Alors, intéressant ou pas la boîte découverte ?

Pour les amateurs éclairés et gros acheteurs de BD, clairement non. Pour les amateurs occasionnels qui n’ont pas le temps de suivre l’actualité et qui aiment être surpris, oui. Pour un cadeau à un amateur averti, non. Pour un cadeau à un amateur occasionnel ou à un néophyte, oui.

Eric Guillaud

Plus d’infos sur la librairie de la bande dessinée et sur la boîte découverte ici

11 Sep

Jojo, Michel Vaillant, Zorglub, Les vacheries de Nombrils, Mort et déterré, Les Cavaliers de l’apocadispe… La belle rentrée des éditions Dupuis en dix albums

Chez Dupuis comme dans toutes les maisons d’édition à pareille époque, ça se bouscule légèrement du côté des nouveautés. Plus de 25 titres entre fin août et début septembre sont parus, de quoi s’y perdre un peu, se ruiner beaucoup. Alors voici une petite sélection maison, dix albums que nous avons aimés…

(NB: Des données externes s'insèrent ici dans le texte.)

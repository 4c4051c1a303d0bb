//! Tool dispatch for the agent loop

use std::time::{Duration, Instant};

use futures::stream::{self, StreamExt};

use super::Agent;
use crate::events::ErrorKind;
use crate::permission::GateDecision;
use crate::registry::ToolSnapshot;
use crate::tool::ToolError;
use crate::types::{ToolResultBlock, ToolUseBlock};

/// What happened to one tool call
pub(super) struct DispatchOutcome {
    pub name: String,
    pub block: ToolResultBlock,
    pub elapsed: Duration,
    /// Non-fatal error to surface as an `Error` event, if any
    pub error: Option<(ErrorKind, String)>,
}

impl Agent {
    /// Execute all tool calls of one turn.
    ///
    /// Calls run in parallel only when every call in the turn targets an
    /// idempotent tool; otherwise they run sequentially in call order.
    /// Either way, outcomes come back in model-issued order.
    pub(super) async fn dispatch_tool_calls(&self, calls: &[ToolUseBlock]) -> Vec<DispatchOutcome> {
        let snapshot = self.registry.snapshot();
        let parallel = calls.len() > 1
            && calls.iter().all(|c| {
                snapshot
                    .iter()
                    .find(|t| t.name() == c.name)
                    .map(|t| t.idempotent())
                    .unwrap_or(false)
            });

        if parallel {
            // `buffered` joins results in input order regardless of
            // completion order.
            let futures: Vec<_> = calls
                .iter()
                .map(|c| self.execute_tool_call(c, &snapshot))
                .collect();
            stream::iter(futures)
                .buffered(self.options.max_concurrent_tools)
                .collect()
                .await
        } else {
            let mut outcomes = Vec::with_capacity(calls.len());
            for call in calls {
                outcomes.push(self.execute_tool_call(call, &snapshot).await);
            }
            outcomes
        }
    }

    async fn execute_tool_call(
        &self,
        call: &ToolUseBlock,
        snapshot: &ToolSnapshot,
    ) -> DispatchOutcome {
        let started = Instant::now();

        if !call.input.is_object() {
            let message = format!("tool input must be a JSON object, got: {}", call.input);
            return DispatchOutcome {
                name: call.name.clone(),
                block: ToolResultBlock::error(&call.id, &message),
                elapsed: started.elapsed(),
                error: Some((ErrorKind::ToolFailure, message)),
            };
        }

        let Some(tool) = snapshot.iter().find(|t| t.name() == call.name) else {
            let message = format!("tool not found: {}", call.name);
            return DispatchOutcome {
                name: call.name.clone(),
                block: ToolResultBlock::error(&call.id, &message),
                elapsed: started.elapsed(),
                error: Some((ErrorKind::ToolFailure, message)),
            };
        };

        // The catalog shown to the model was mode-filtered, but the model
        // can still name a hidden tool.
        if !self.modes.current().allows(tool.category()) {
            let message = format!(
                "tool '{}' is not available in {} mode",
                call.name,
                self.modes.current()
            );
            return DispatchOutcome {
                name: call.name.clone(),
                block: ToolResultBlock::error(&call.id, &message),
                elapsed: started.elapsed(),
                error: Some((ErrorKind::ToolFailure, message)),
            };
        }

        match self
            .permissions
            .check(&call.name, tool.category(), &call.input)
            .await
        {
            GateDecision::Allowed => {}
            GateDecision::Denied { reason } => {
                return DispatchOutcome {
                    name: call.name.clone(),
                    block: ToolResultBlock::permission_denied(&call.id, &reason),
                    elapsed: started.elapsed(),
                    error: Some((ErrorKind::PermissionDenied, reason)),
                };
            }
        }

        // A timeout cancels this call only; the turn continues.
        let result = match tokio::time::timeout(
            self.options.tool_timeout,
            tool.execute_raw(call.input.clone()),
        )
        .await
        {
            Ok(result) => result,
            Err(_) => Err(ToolError::Timeout(self.options.tool_timeout)),
        };

        let elapsed = started.elapsed();
        match result {
            Ok(output) => DispatchOutcome {
                name: call.name.clone(),
                block: ToolResultBlock::success(&call.id, output),
                elapsed,
                error: None,
            },
            Err(e) => {
                let kind = match &e {
                    ToolError::PluginUnavailable(_) => ErrorKind::PluginUnavailable,
                    _ => ErrorKind::ToolFailure,
                };
                let message = e.to_string();
                tracing::debug!(tool = %call.name, error = %message, "tool call failed");
                DispatchOutcome {
                    name: call.name.clone(),
                    block: ToolResultBlock::error(&call.id, format!("Error: {message}")),
                    elapsed,
                    error: Some((kind, message)),
                }
            }
        }
    }
}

On commence avec l’affreux Jojo, pas si affreux que ça en fait. Il est même plutôt sympa notre Jojo avec sa bouille toute ronde, sa casquette verte et sa salopette rouge. Haut comme trois pommes grignotées, Jojo fut l’un des premiers enfants terribles de la bande dessinée franco-belge, ouvrant la voie à d’autres garnements comme Le Petit Spirou et Titeuf. Empruntes de poésie et de douceur, ses aventures évoquent l’enfance et ses grands questionnements, la famille, les copains, la mort, l’absence, le manque… la vie en fait. Cette troisième intégrale réunit cinq albums parus entre 1999 et 2003, Le Retour de papa, La chance de Sébastien, Les choix de Charlotte, Jojo au pensionnat et Une pagaille de Dieu le Père. C’est beau, sensible, bourré d’émotion et de tendresse, c’est du Geerts ! (Jojo L’Intégrale tome 3 1999 – 2003, de Geerts. 35€)

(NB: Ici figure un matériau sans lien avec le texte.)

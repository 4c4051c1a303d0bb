//! Retry logic for transient backend failures
//!
//! Exponential backoff with jitter for rate limiting, service
//! unavailability, and network errors. Non-transient errors fail
//! immediately.

use std::sync::atomic::{AtomicU64, Ordering};
use std::time::Duration;

use super::BackendError;

/// Configuration for retry behavior on transient errors
#[derive(Debug, Clone)]
pub struct RetryConfig {
    /// Maximum number of attempts including the first (default: 3)
    pub max_attempts: usize,
    /// Base delay in milliseconds for exponential backoff (default: 500ms)
    pub base_delay_ms: u64,
    /// Maximum delay cap in milliseconds (default: 30000ms)
    pub max_delay_ms: u64,
}

impl Default for RetryConfig {
    fn default() -> Self {
        Self {
            max_attempts: 3,
            base_delay_ms: 500,
            max_delay_ms: 30_000,
        }
    }
}

/// Calculate backoff delay for a given attempt: the base delay doubles per
/// attempt up to the cap, with ±20% jitter on top
pub fn backoff_delay(attempt: usize, config: &RetryConfig) -> Duration {
    let doublings = attempt.saturating_sub(1).min(10) as u32;
    let capped = config
        .base_delay_ms
        .saturating_mul(2_u64.saturating_pow(doublings))
        .min(config.max_delay_ms);
    Duration::from_millis(jitter_ms(capped))
}

/// Counter feeding the jitter hash; the odd seed keeps successive values
/// well mixed even under concurrent bumps
static JITTER_STATE: AtomicU64 = AtomicU64::new(0x9e37_79b9_7f4a_7c15);

/// Apply ±20% jitter to a delay.
///
/// Runs one splitmix64 step over a process-wide counter, so concurrent
/// retry loops de-synchronize without any shared RNG or clock reads.
fn jitter_ms(delay_ms: u64) -> u64 {
    let mut word = JITTER_STATE.fetch_add(0x9e37_79b9_7f4a_7c15, Ordering::Relaxed);
    word = (word ^ (word >> 30)).wrapping_mul(0xbf58_476d_1ce4_e5b9);
    word = (word ^ (word >> 27)).wrapping_mul(0x94d0_49bb_1331_11eb);
    word ^= word >> 31;

    // Offset in [-200, 200] per mille of the delay
    let per_mille = (word % 401) as i64 - 200;
    let adjusted = delay_ms as i64 + (delay_ms as i64 * per_mille / 1000);
    adjusted.max(0) as u64
}

/// Retry an async operation with exponential backoff
///
/// Only retries on transient errors (rate limiting, service unavailable,
/// network). Other errors fail immediately.
pub async fn retry_with_backoff<F, Fut, T>(
    mut op: F,
    config: &RetryConfig,
) -> Result<T, BackendError>
where
    F: FnMut() -> Fut,
    Fut: std::future::Future<Output = Result<T, BackendError>>,
{
    let mut attempt = 0;
    loop {
        attempt += 1;
        match op().await {
            Ok(result) => return Ok(result),
            Err(err) => {
                if attempt >= config.max_attempts || !err.is_transient() {
                    return Err(err);
                }
                let delay = backoff_delay(attempt, config);
                tracing::debug!(
                    attempt,
                    max_attempts = config.max_attempts,
                    delay_ms = delay.as_millis() as u64,
                    error = %err,
                    "retrying backend call"
                );
                tokio::time::sleep(delay).await;
            }
        }
    }
}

Une autre réédition, plutôt pour les adultes cette fois, L’Almanach de Servais réunit douze récits. À chaque mois son prénom, à chaque prénom son conte campagnard délicatement teinté de fantastique et d’érotisme. Paru initialement en 1988, L’Almanach enchantera ceux qui aiment le graphisme réaliste, Servais excelle dans ce domaine avec un trait absolument minutieux et sublime. Mais Servais est aussi un merveilleux conteur qui sait embarquer le lecteur comme personne dans des histoires pleines de mystères, de traditions et de croyances (L’Almanach, de Servais. 35€)

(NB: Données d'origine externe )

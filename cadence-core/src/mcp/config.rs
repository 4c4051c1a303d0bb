//! Plugin configuration file loading
//!
//! The persisted format maps plugin names to their launch configuration,
//! plus two globals:
//!
//! ```json
//! {
//!   "plugins": {
//!     "filesystem": {
//!       "transport": "stdio",
//!       "command": "npx",
//!       "args": ["-y", "@modelcontextprotocol/server-filesystem"],
//!       "env": {"API_KEY": "${MY_KEY}"},
//!       "timeoutMs": 30000
//!     },
//!     "search": {"transport": "http", "url": "https://api.example.com/mcp"},
//!     "disabled-one": {"command": "old-server", "excluded": true}
//!   },
//!   "autoConnect": true,
//!   "defaultTimeoutMs": 30000
//! }
//! ```
//!
//! Environment variables expand with `${VAR}` or `${VAR:-default}` syntax,
//! and the config path itself is tilde-expanded.

use std::collections::HashMap;
use std::path::Path;
use std::time::Duration;

use serde::Deserialize;
use sha2::{Digest, Sha256};

use super::McpError;

/// Default per-call timeout when neither the plugin nor the globals set one
pub const DEFAULT_CALL_TIMEOUT_MS: u64 = 30_000;

/// Raw file format
#[derive(Debug, Deserialize)]
struct PluginConfigFile {
    #[serde(default)]
    plugins: HashMap<String, PluginEntry>,
    #[serde(default = "default_true", rename = "autoConnect")]
    auto_connect: bool,
    #[serde(default = "default_timeout_ms", rename = "defaultTimeoutMs")]
    default_timeout_ms: u64,
}

fn default_true() -> bool {
    true
}

fn default_timeout_ms() -> u64 {
    DEFAULT_CALL_TIMEOUT_MS
}

/// Raw per-plugin entry
#[derive(Debug, Deserialize)]
struct PluginEntry {
    /// "stdio" (default) or "http"
    #[serde(default)]
    transport: Option<String>,
    command: Option<String>,
    args: Option<Vec<String>>,
    env: Option<HashMap<String, String>>,
    url: Option<String>,
    headers: Option<HashMap<String, String>>,
    #[serde(rename = "timeoutMs")]
    timeout_ms: Option<u64>,
    #[serde(default)]
    excluded: bool,
}

/// How to reach a plugin
#[derive(Debug, Clone, PartialEq, Eq)]
pub enum PluginTransport {
    /// Spawn a child process and speak MCP over stdio
    Stdio {
        command: String,
        args: Vec<String>,
        env: HashMap<String, String>,
    },
    /// Connect to a streamable-HTTP MCP endpoint
    Http {
        url: String,
        headers: HashMap<String, String>,
    },
}

/// Resolved configuration for one plugin
#[derive(Debug, Clone, PartialEq, Eq)]
pub struct PluginConfig {
    pub name: String,
    pub transport: PluginTransport,
    /// Per-call timeout
    pub timeout: Duration,
    /// Excluded plugins are parsed but never started
    pub excluded: bool,
}

/// Everything the manager needs from one config file
#[derive(Debug, Clone)]
pub struct PluginManagerConfig {
    pub plugins: Vec<PluginConfig>,
    pub auto_connect: bool,
}

/// Load and resolve a plugin configuration file
pub async fn load_config_file(path: impl AsRef<Path>) -> Result<PluginManagerConfig, McpError> {
    let path_str = path.as_ref().to_string_lossy().to_string();
    let expanded_path = shellexpand::tilde(&path_str);
    let content = tokio::fs::read_to_string(Path::new(expanded_path.as_ref())).await?;
    parse_config(&content)
}

/// Parse config content (separated from IO for the hot-reload path)
pub(crate) fn parse_config(content: &str) -> Result<PluginManagerConfig, McpError> {
    let expanded = expand_env_vars(content);
    let file: PluginConfigFile = serde_json::from_str(&expanded)?;

    let mut plugins = Vec::new();
    for (name, entry) in file.plugins {
        plugins.push(entry_to_config(name, entry, file.default_timeout_ms)?);
    }
    // Deterministic ordering regardless of map iteration
    plugins.sort_by(|a, b| a.name.cmp(&b.name));

    Ok(PluginManagerConfig {
        plugins,
        auto_connect: file.auto_connect,
    })
}

/// Digest of a config file's content, used to detect changes for hot reload
pub fn config_digest(content: &str) -> String {
    format!("{:x}", Sha256::digest(content.as_bytes()))
}

fn entry_to_config(
    name: String,
    entry: PluginEntry,
    default_timeout_ms: u64,
) -> Result<PluginConfig, McpError> {
    let transport = match entry.transport.as_deref().unwrap_or("stdio") {
        "stdio" => {
            let command = entry
                .command
                .ok_or_else(|| McpError::Config(format!("plugin '{name}': missing 'command'")))?;
            PluginTransport::Stdio {
                command,
                args: entry.args.unwrap_or_default(),
                env: entry.env.unwrap_or_default(),
            }
        }
        "http" => {
            let url = entry
                .url
                .ok_or_else(|| McpError::Config(format!("plugin '{name}': missing 'url'")))?;
            PluginTransport::Http {
                url,
                headers: entry.headers.unwrap_or_default(),
            }
        }
        other => {
            return Err(McpError::Config(format!(
                "plugin '{name}': unknown transport type '{other}'"
            )))
        }
    };

    Ok(PluginConfig {
        name,
        transport,
        timeout: Duration::from_millis(entry.timeout_ms.unwrap_or(default_timeout_ms)),
        excluded: entry.excluded,
    })
}

/// Expand `${VAR}` and `${VAR:-default}` references
fn expand_env_vars(input: &str) -> String {
    let mut result = String::with_capacity(input.len());
    let mut chars = input.chars().peekable();

    while let Some(ch) = chars.next() {
        if ch == '$' && chars.peek() == Some(&'{') {
            chars.next(); // consume '{'

            let mut var_name = String::new();
            let mut default_value: Option<String> = None;

            while let Some(&next) = chars.peek() {
                if next == '}' {
                    chars.next();
                    break;
                } else if next == ':' {
                    chars.next();
                    if chars.peek() == Some(&'-') {
                        chars.next();
                        let mut default = String::new();
                        while let Some(&d) = chars.peek() {
                            if d == '}' {
                                chars.next();
                                break;
                            }
                            default.push(d);
                            chars.next();
                        }
                        default_value = Some(default);
                        break;
                    }
                } else {
                    var_name.push(next);
                    chars.next();
                }
            }

            let value = std::env::var(&var_name)
                .ok()
                .or(default_value)
                .unwrap_or_default();
            result.push_str(&value);
        } else {
            result.push(ch);
        }
    }
    result
}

Il est assurément l’un des plus grands coureurs automobile au monde, un héros comme nul autre, Michel Vaillant est de retour pour une nouvelle aventure, la huitième de la nouvelle saison. Et c’est toujours le même bonheur, un scénario aux petits oignons, un graphisme dynamique de toute beauté et un héros au top qui, après avoir remporté les 24H du Mans, se retrouve par un concours de circonstances au volant d’une F1 Renault embauché pour courir le Grand prix de France. Treize jours, c’est le temps qu’il lui reste pour se refaire une condition physique, oublier ses réflexes acquis dans les courses d’endurance et pour dompter la bête. Magnifique ! (Michel Vaillant, 13 Jours, de Graton, Lapière, Benèterau et Dutreuil. Dupuis, 15,95€)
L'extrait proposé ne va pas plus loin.